> _RECORD SET_
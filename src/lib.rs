//! Slope Rider - An endless downhill trick-skiing game
//!
//! Core modules:
//! - `sim`: Deterministic simulation (terrain, obstacles, player physics, tricks, scoring)
//! - `tuning`: Data-driven game balance

pub mod sim;
pub mod tuning;

pub use tuning::{Tuning, TuningError};

/// Game configuration constants
pub mod consts {
    /// Fixed simulation timestep (120 Hz for smooth physics)
    pub const SIM_DT: f32 = 1.0 / 120.0;
    /// Maximum substeps per frame to prevent spiral of death
    pub const MAX_SUBSTEPS: u32 = 8;
    /// Longest frame a single tick simulates; anything longer is dropped
    pub const MAX_FRAME_DT: f32 = SIM_DT * MAX_SUBSTEPS as f32;

    /// Where every run starts (world units)
    pub const START_X: f32 = 200.0;
    pub const START_Y: f32 = 300.0;

    /// Smallest height/weight scale a character may have
    pub const MIN_ATTRIBUTE_SCALE: f32 = 0.1;
}

/// Normalize an angle in degrees to (-180, 180]
#[inline]
pub fn normalize_degrees(angle: f32) -> f32 {
    let wrapped = angle.rem_euclid(360.0);
    if wrapped > 180.0 { wrapped - 360.0 } else { wrapped }
}

/// Shortest signed difference `to - from` in degrees, always within [-180, 180]
#[inline]
pub fn wrapped_delta(from: f32, to: f32) -> f32 {
    let mut delta = to - from;
    if delta > 180.0 {
        delta -= 360.0;
    } else if delta < -180.0 {
        delta += 360.0;
    }
    // Inputs outside (-180, 180] can still leave us out of range after one correction
    if delta.abs() > 180.0 {
        normalize_degrees(delta)
    } else {
        delta
    }
}

/// Absolute angular distance between two orientations, in [0, 180]
#[inline]
pub fn relative_angle(a: f32, b: f32) -> f32 {
    let diff = (a - b).abs().rem_euclid(360.0);
    if diff > 180.0 { 360.0 - diff } else { diff }
}
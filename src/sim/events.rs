//! Events emitted by the simulation
//!
//! The host consumes these to drive the HUD, trick popups, the game-over
//! screen and leaderboard submission. None of them feed back into the sim.

use serde::{Deserialize, Serialize};

use super::obstacles::ObstacleKind;

/// Why a run ended
#[derive(Debug, Clone, Copy, PartialEq, Serialize, Deserialize)]
#[serde(rename_all = "snake_case")]
pub enum CrashCause {
    /// Touched down too far off the slope angle
    BadLanding,
    /// Hit an obstacle
    Obstacle { kind: ObstacleKind },
    /// Touched down while still holding a grab
    GrabHeldOnLanding,
    /// Dropped below the world floor
    FellOffWorld,
}

/// What a landed trick paid out
#[derive(Debug, Clone, PartialEq, Serialize, Deserialize)]
pub struct Reward {
    /// Flat points added on landing
    pub points: u64,
    /// Multiplier steps gained
    pub multiplier_gain: u32,
    /// Multiplier after the landing
    pub multiplier: u32,
}

/// A single simulation event
#[derive(Debug, Clone, PartialEq, Serialize, Deserialize)]
#[serde(tag = "type", rename_all = "snake_case")]
pub enum GameEvent {
    /// Periodic HUD refresh
    ScoreUpdate {
        score: u64,
        distance_meters: u32,
        multiplier: u32,
    },
    /// A flip finished mid-air
    FlipCompleted {
        flips: u32,
        label: String,
        points: u64,
    },
    /// Clean landing after a trick
    TrickLanded { label: String, reward: Reward },
    /// Multiplier decayed (landings report their gain in `TrickLanded`)
    MultiplierDecayed { multiplier: u32 },
    /// Entered a harder trail
    TrailChanged {
        tier: usize,
        name: String,
        speed_multiplier: f32,
    },
    /// Enough flips landed; the bonus can now be triggered in the air
    BonusUnlocked,
    BonusAwarded { points: u64 },
    /// Terminal: the run is over
    GameOver {
        score: u64,
        distance_meters: u32,
        #[serde(skip_serializing_if = "Option::is_none", default)]
        landing_angle_degrees: Option<f32>,
        cause: CrashCause,
    },
}

impl GameEvent {
    pub fn is_terminal(&self) -> bool {
        matches!(self, GameEvent::GameOver { .. })
    }
}
#[cfg(test)]
mod tests {
    use super::*;
    use crate::consts::{MAX_FRAME_DT, SIM_DT};
    use crate::sim::collision::Aabb;
    use crate::sim::obstacles::{Obstacle, ObstacleKind};
    use crate::sim::state::Character;
    use crate::tuning::{Octave, Tuning};
    use glam::Vec2;

    /// Flat slope with no ramps and no obstacles in reach
    fn flat_tuning() -> Tuning {
        let mut tuning = Tuning::default();
        tuning.terrain.octaves = [Octave { frequency: 0.0, amplitude: 0.0 }; 4];
        tuning.terrain.ramp_min_gap = 1.0e7;
        tuning.terrain.ramp_max_gap = 1.0e7;
        // Frontier never enters the spawn window
        tuning.obstacles.spawn_lookahead = -1.0e7;
        tuning
    }

    fn flat_world() -> World {
        World::new(flat_tuning(), Character::default(), 1)
    }

    /// Throw the player up from 200 above flat ground at `orientation`
    fn launch(world: &mut World, orientation: f32) {
        let ground = world.terrain.height_at(world.player.state.pos.x);
        let half = world.player.standing_size().y * 0.5;
        let s = &mut world.player.state;
        s.grounded = false;
        s.pos.y = ground - half - 200.0;
        s.vel.y = -600.0;
        s.orientation = orientation;
        world.tricks.begin_airtime(orientation);
    }

    /// Tick with `input` until the run ends or the player is grounded again
    fn fly(world: &mut World, input: &TickInput, max_ticks: usize) -> Vec<GameEvent> {
        let mut events = Vec::new();
        for _ in 0..max_ticks {
            events.extend(tick(world, input, SIM_DT));
            if world.is_over() || world.player.state.grounded {
                break;
            }
        }
        events
    }

    fn game_over_event(events: &[GameEvent]) -> Option<&GameEvent> {
        events.iter().find(|e| e.is_terminal())
    }

    #[test]
    fn test_slides_and_scores() {
        let mut world = flat_world();
        let mut events = Vec::new();
        for _ in 0..240 {
            events.extend(tick(&mut world, &TickInput::default(), SIM_DT));
        }
        assert!(!world.is_over());
        assert!(world.player.state.grounded);
        assert_eq!(world.time_ticks, 240);
        // Two seconds at 10 pts/s
        assert_eq!(world.score.state.score, 20);
        // 200 px/s for two seconds
        assert!((39..=40).contains(&world.score.state.distance_meters));
        assert!(events.iter().any(|e| matches!(e, GameEvent::ScoreUpdate { .. })));
    }

    #[test]
    fn test_jump_and_clean_landing() {
        let mut world = flat_world();
        let jump = TickInput { jump: true, ..Default::default() };
        tick(&mut world, &jump, SIM_DT);
        assert!(!world.player.state.grounded);
        let events = fly(&mut world, &TickInput::default(), 1000);
        assert!(!world.is_over());
        assert!(world.player.state.grounded);
        // No trick, no popup
        assert!(!events.iter().any(|e| matches!(e, GameEvent::TrickLanded { .. })));
    }

    #[test]
    fn test_two_flips_then_safe_landing() {
        let mut world = flat_world();
        launch(&mut world, 0.0);

        // 600°/s for the default rider: 730° then stop
        let spin = TickInput { rotate_forward: true, ..Default::default() };
        let mut events = Vec::new();
        for _ in 0..146 {
            events.extend(tick(&mut world, &spin, SIM_DT));
        }
        assert!(!world.player.state.grounded);
        assert_eq!(world.tricks.session.flips_completed, 2);
        let flips: Vec<_> = events
            .iter()
            .filter_map(|e| match e {
                GameEvent::FlipCompleted { label, .. } => Some(label.as_str()),
                _ => None,
            })
            .collect();
        assert_eq!(flips, ["Frontflip", "Double Frontflip"]);

        let events = fly(&mut world, &TickInput::default(), 1000);
        assert!(!world.is_over(), "crashed: {:?}", events);
        assert!(world.player.state.grounded);
        assert_eq!(world.score.state.multiplier, 3);
        assert_eq!(world.score.state.total_flips_landed, 2);
        assert_eq!(world.tricks.session.flips_completed, 0);
        assert!(events.iter().any(|e| matches!(
            e,
            GameEvent::TrickLanded { label, reward } if label == "Double Frontflip" && reward.multiplier_gain == 2
        )));
    }

    #[test]
    fn test_bad_landing_crashes_with_angle() {
        let mut world = flat_world();
        launch(&mut world, 90.0);
        let events = fly(&mut world, &TickInput::default(), 1000);
        assert!(world.is_over());
        match game_over_event(&events) {
            Some(GameEvent::GameOver { landing_angle_degrees: Some(angle), cause, .. }) => {
                assert_eq!(*cause, CrashCause::BadLanding);
                assert!((angle - 90.0).abs() < 1e-3);
            }
            other => panic!("expected bad landing, got {:?}", other),
        }
        // Grounded state was never committed
        assert!(!world.player.state.grounded);
    }

    #[test]
    fn test_landing_threshold_boundary() {
        let threshold = flat_tuning().tricks.crash_threshold;
        for (orientation, crashes) in [
            (threshold - 0.01, false),
            (threshold, false),
            (threshold + 0.01, true),
        ] {
            let mut world = flat_world();
            launch(&mut world, orientation);
            fly(&mut world, &TickInput::default(), 1000);
            assert_eq!(world.is_over(), crashes, "orientation {}", orientation);
        }
    }

    #[test]
    fn test_grab_held_on_landing_crashes_without_angle() {
        let mut world = flat_world();
        launch(&mut world, 0.0);
        let grab = TickInput { grab: Some(GrabKind::Indy), ..Default::default() };
        let events = fly(&mut world, &grab, 1000);
        match game_over_event(&events) {
            Some(GameEvent::GameOver { landing_angle_degrees, cause, .. }) => {
                assert_eq!(*cause, CrashCause::GrabHeldOnLanding);
                assert!(landing_angle_degrees.is_none());
            }
            other => panic!("expected crash, got {:?}", other),
        }
    }

    #[test]
    fn test_released_grab_pays_on_landing() {
        let mut world = flat_world();
        launch(&mut world, 0.0);
        let grab = TickInput { grab: Some(GrabKind::TailGrab), ..Default::default() };
        for _ in 0..60 {
            tick(&mut world, &grab, SIM_DT);
        }
        let events = fly(&mut world, &TickInput::default(), 1000);
        assert!(!world.is_over());
        assert!(events.iter().any(|e| matches!(
            e,
            GameEvent::TrickLanded { label, reward } if label == "Tail Grab" && reward.points >= 4
        )));
    }

    fn block_player(world: &mut World) {
        let hitbox = Aabb::from_center(world.player.hitbox().center(), Vec2::splat(40.0));
        world.obstacles.obstacles.push(Obstacle {
            id: 999,
            kind: ObstacleKind::Rock,
            x: hitbox.center().x,
            ground_y: hitbox.max.y,
            rotation: 0.0,
            size: Vec2::splat(40.0),
            hitbox,
        });
    }

    #[test]
    fn test_obstacle_contact_is_fatal_on_ground() {
        let mut world = flat_world();
        block_player(&mut world);
        let events = tick(&mut world, &TickInput::default(), SIM_DT);
        assert!(world.is_over());
        match game_over_event(&events) {
            Some(GameEvent::GameOver { landing_angle_degrees, cause, .. }) => {
                assert_eq!(*cause, CrashCause::Obstacle { kind: ObstacleKind::Rock });
                assert!(landing_angle_degrees.is_none());
            }
            other => panic!("expected obstacle crash, got {:?}", other),
        }
    }

    #[test]
    fn test_obstacle_contact_is_fatal_in_air() {
        let mut world = flat_world();
        launch(&mut world, 0.0);
        block_player(&mut world);
        tick(&mut world, &TickInput::default(), SIM_DT);
        assert!(world.is_over());
    }

    #[test]
    fn test_frozen_after_crash() {
        let mut world = flat_world();
        block_player(&mut world);
        tick(&mut world, &TickInput::default(), SIM_DT);
        assert!(world.is_over());
        let pos = world.player.state.pos;
        let score = world.score.state.clone();
        let ticks = world.time_ticks;
        for _ in 0..10 {
            let events = tick(&mut world, &TickInput { jump: true, ..Default::default() }, SIM_DT);
            assert!(events.is_empty());
        }
        assert_eq!(world.player.state.pos, pos);
        assert_eq!(world.score.state, score);
        assert_eq!(world.time_ticks, ticks);
    }

    #[test]
    fn test_bonus_in_air_once() {
        let mut world = flat_world();
        world.score.state.total_flips_landed = 10;
        world.score.state.bonus_unlocked = true;
        let bonus = TickInput { bonus: true, ..Default::default() };

        // Grounded press is ignored
        tick(&mut world, &bonus, SIM_DT);
        assert!(!world.score.state.bonus_consumed);

        launch(&mut world, 0.0);
        let before = world.score.state.score;
        let events = tick(&mut world, &bonus, SIM_DT);
        assert!(events.contains(&GameEvent::BonusAwarded { points: 5000 }));
        let after = world.score.state.score;
        assert!(after >= before + 5000 && after <= before + 5001);

        let events = tick(&mut world, &bonus, SIM_DT);
        assert!(!events.iter().any(|e| matches!(e, GameEvent::BonusAwarded { .. })));
        assert!(world.score.state.score <= after + 1);
    }

    #[test]
    fn test_fell_off_world() {
        let mut world = flat_world();
        launch(&mut world, 0.0);
        world.player.state.pos.y = world.player.tuning.world_floor_y + 1000.0;
        // Still rising, so the ground check does not treat it as a landing
        world.player.state.vel.y = -5000.0;
        let events = tick(&mut world, &TickInput::default(), SIM_DT);
        match game_over_event(&events) {
            Some(GameEvent::GameOver { cause, landing_angle_degrees: None, .. }) => {
                assert_eq!(*cause, CrashCause::FellOffWorld)
            }
            other => panic!("expected fall, got {:?}", other),
        }
    }

    #[test]
    fn test_long_frames_count_flips_forward() {
        let jordan = Character::new("Jordan", 0.85, 1.2);
        let spin = TickInput { rotate_forward: true, ..Default::default() };

        // 0.3 s frames are clamped to MAX_FRAME_DT; nine of them simulate 0.6 s
        let mut slow = World::new(flat_tuning(), jordan.clone(), 1);
        launch(&mut slow, 0.0);
        let mut flips = Vec::new();
        for _ in 0..9 {
            flips.extend(
                tick(&mut slow, &spin, 0.3)
                    .into_iter()
                    .filter(|e| matches!(e, GameEvent::FlipCompleted { .. })),
            );
        }

        let mut fixed = World::new(flat_tuning(), jordan, 1);
        launch(&mut fixed, 0.0);
        for _ in 0..72 {
            tick(&mut fixed, &spin, SIM_DT);
        }

        assert!(!slow.player.state.grounded);
        let turned = slow.tricks.session.cumulative_rotation;
        assert!(turned > 360.0, "turned {}", turned);
        assert!((turned - fixed.tricks.session.cumulative_rotation).abs() < 0.5);
        assert_eq!(slow.tricks.session.flips_completed, 1);
        assert_eq!(flips.len(), 1);
        assert!(matches!(&flips[0], GameEvent::FlipCompleted { label, .. } if label == "Frontflip"));
    }

    #[test]
    fn test_long_frames_cannot_skip_obstacles() {
        let mut world = flat_world();
        let rock_x = world.player.state.pos.x + 60.0;
        let rock = Obstacle::planted(999, ObstacleKind::Rock, rock_x, &world.terrain);
        world.obstacles.obstacles.push(rock);

        let mut events = Vec::new();
        for _ in 0..20 {
            events.extend(tick(&mut world, &TickInput::default(), 0.5));
            if world.is_over() {
                break;
            }
        }
        assert!(world.is_over());
        assert!(world.player.state.pos.x < rock_x);
        assert!(matches!(
            game_over_event(&events),
            Some(GameEvent::GameOver { cause: CrashCause::Obstacle { kind: ObstacleKind::Rock }, .. })
        ));
    }

    #[test]
    fn test_frame_time_is_clamped() {
        let mut world = flat_world();
        tick(&mut world, &TickInput::default(), 5.0);
        assert!((world.elapsed - MAX_FRAME_DT).abs() < 1e-5);
        tick(&mut world, &TickInput::default(), f32::NAN);
        tick(&mut world, &TickInput::default(), -1.0);
        assert!((world.elapsed - MAX_FRAME_DT).abs() < 1e-5);
        assert_eq!(world.time_ticks, 3);
    }

    #[test]
    fn test_jump_fires_once_per_frame() {
        let mut world = flat_world();
        let jump = TickInput { jump: true, ..Default::default() };
        tick(&mut world, &jump, MAX_FRAME_DT);
        // Still rising from the first substep's impulse, not re-launched
        assert!(!world.player.state.grounded);
        let impulse = world.player.jump_impulse();
        let gravity = world.player.gravity();
        let expected = impulse + gravity * MAX_FRAME_DT;
        assert!((world.player.state.vel.y - expected).abs() < 1.0);
    }

    #[test]
    fn test_game_over_reports_final_distance() {
        let mut world = flat_world();
        world.player.state.pos.x += 1234.0;
        block_player(&mut world);
        let events = tick(&mut world, &TickInput::default(), SIM_DT);
        let expected = world.distance_meters();
        assert!(expected >= 123);
        match game_over_event(&events) {
            Some(GameEvent::GameOver { distance_meters, .. }) => assert_eq!(*distance_meters, expected),
            other => panic!("expected obstacle crash, got {:?}", other),
        }
    }

    #[test]
    fn test_step_is_pure() {
        let world = flat_world();
        let (next, _) = step(&world, &TickInput::default(), SIM_DT);
        assert_eq!(world.time_ticks, 0);
        assert_eq!(next.time_ticks, 1);
        assert!(next.player.state.pos.x > world.player.state.pos.x);
    }

    #[test]
    fn test_determinism() {
        // Two worlds with the same seed should produce identical results
        let tuning = Tuning::default();
        let mut a = World::new(tuning.clone(), Character::default(), 99999);
        let mut b = World::new(tuning, Character::default(), 99999);

        let inputs = [
            TickInput::default(),
            TickInput { jump: true, ..Default::default() },
            TickInput { rotate_backward: true, ..Default::default() },
            TickInput { speed_boost: true, ..Default::default() },
        ];

        for i in 0..2000 {
            let input = &inputs[(i / 50) % inputs.len()];
            let ea = tick(&mut a, input, SIM_DT);
            let eb = tick(&mut b, input, SIM_DT);
            assert_eq!(ea, eb);
        }

        assert_eq!(a.time_ticks, b.time_ticks);
        assert_eq!(a.player.state, b.player.state);
        assert_eq!(a.score.state, b.score.state);
        assert_eq!(a.terrain.points(), b.terrain.points());
    }
}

> _WHAT IS NEEDED_
Lines of the data above that include the string "matches" must each be copied.

> _FINISHED TASK_
        matches!(self, GameEvent::GameOver { .. })
        assert!(events.iter().any(|e| matches!(e, GameEvent::ScoreUpdate { .. })));
        assert!(!events.iter().any(|e| matches!(e, GameEvent::TrickLanded { .. })));
        assert!(events.iter().any(|e| matches!(
        assert!(events.iter().any(|e| matches!(
        assert!(!events.iter().any(|e| matches!(e, GameEvent::BonusAwarded { .. })));
                    .filter(|e| matches!(e, GameEvent::FlipCompleted { .. })),
        assert!(matches!(&flips[0], GameEvent::FlipCompleted { label, .. } if label == "Frontflip"));
        assert!(matches!(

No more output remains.